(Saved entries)
--------------------------------------------------

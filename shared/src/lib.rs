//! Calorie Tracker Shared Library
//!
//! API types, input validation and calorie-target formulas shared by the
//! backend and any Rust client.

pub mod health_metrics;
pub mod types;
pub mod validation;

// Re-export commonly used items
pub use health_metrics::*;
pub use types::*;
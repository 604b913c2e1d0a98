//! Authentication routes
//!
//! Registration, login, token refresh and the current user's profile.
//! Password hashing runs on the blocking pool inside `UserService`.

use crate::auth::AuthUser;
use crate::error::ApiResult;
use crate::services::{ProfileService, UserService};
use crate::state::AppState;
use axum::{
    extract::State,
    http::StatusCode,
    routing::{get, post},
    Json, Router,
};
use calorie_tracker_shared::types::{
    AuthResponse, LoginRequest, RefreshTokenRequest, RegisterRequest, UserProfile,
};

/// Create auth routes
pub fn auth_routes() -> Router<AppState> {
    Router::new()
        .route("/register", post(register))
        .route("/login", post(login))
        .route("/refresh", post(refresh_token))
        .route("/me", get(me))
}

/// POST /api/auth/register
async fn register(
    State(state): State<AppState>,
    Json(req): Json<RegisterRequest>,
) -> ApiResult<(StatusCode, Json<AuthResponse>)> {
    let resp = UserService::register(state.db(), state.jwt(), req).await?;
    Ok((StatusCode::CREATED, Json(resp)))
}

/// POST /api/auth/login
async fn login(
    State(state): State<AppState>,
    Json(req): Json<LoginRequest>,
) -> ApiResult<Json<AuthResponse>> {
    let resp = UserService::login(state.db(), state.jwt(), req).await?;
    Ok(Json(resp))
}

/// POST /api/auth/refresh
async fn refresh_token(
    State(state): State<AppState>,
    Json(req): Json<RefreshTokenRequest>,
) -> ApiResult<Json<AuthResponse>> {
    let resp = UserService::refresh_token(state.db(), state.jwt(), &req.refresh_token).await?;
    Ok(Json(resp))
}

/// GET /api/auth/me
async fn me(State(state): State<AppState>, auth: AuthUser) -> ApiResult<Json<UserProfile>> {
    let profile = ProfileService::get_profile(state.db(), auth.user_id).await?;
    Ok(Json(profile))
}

--------------------------------------------------

EXERCISE OBJECTIVE: Every entry needs to be copied exactly as it was written.

ANSWER SPACE:
filename shared/src/lib.rs
//! Calorie Tracker Shared Library
//!
//! API types, input validation and calorie-target formulas shared by the
//! backend and any Rust client.

pub mod health_metrics;
pub mod types;
pub mod validation;

// Re-export commonly used items
pub use health_metrics::*;
pub use types::*;
repository 604b913c2e1d0a98
//! Authentication routes
//!
//! Registration, login, token refresh and the current user's profile.
//! Password hashing runs on the blocking pool inside `UserService`.

use crate::auth::AuthUser;
use crate::error::ApiResult;
use crate::services::{ProfileService, UserService};
use crate::state::AppState;
use axum::{
    extract::State,
    http::StatusCode,
    routing::{get, post},
    Json, Router,
};
use calorie_tracker_shared::types::{
    AuthResponse, LoginRequest, RefreshTokenRequest, RegisterRequest, UserProfile,
};

/// Create auth routes
pub fn auth_routes() -> Router<AppState> {
    Router::new()
        .route("/register", post(register))
        .route("/login", post(login))
        .route("/refresh", post(refresh_token))
        .route("/me", get(me))
}

/// POST /api/auth/register
async fn register(
    State(state): State<AppState>,
    Json(req): Json<RegisterRequest>,
) -> ApiResult<(StatusCode, Json<AuthResponse>)> {
    let resp = UserService::register(state.db(), state.jwt(), req).await?;
    Ok((StatusCode::CREATED, Json(resp)))
}

/// POST /api/auth/login
async fn login(
    State(state): State<AppState>,
    Json(req): Json<LoginRequest>,
) -> ApiResult<Json<AuthResponse>> {
    let resp = UserService::login(state.db(), state.jwt(), req).await?;
    Ok(Json(resp))
}

/// POST /api/auth/refresh
async fn refresh_token(
    State(state): State<AppState>,
    Json(req): Json<RefreshTokenRequest>,
) -> ApiResult<Json<AuthResponse>> {
    let resp = UserService::refresh_token(state.db(), state.jwt(), &req.refresh_token).await?;
    Ok(Json(resp))
}

/// GET /api/auth/me
async fn me(State(state): State<AppState>, auth: AuthUser) -> ApiResult<Json<UserProfile>> {
    let profile = ProfileService::get_profile(state.db(), auth.user_id).await?;
    Ok(Json(profile))
}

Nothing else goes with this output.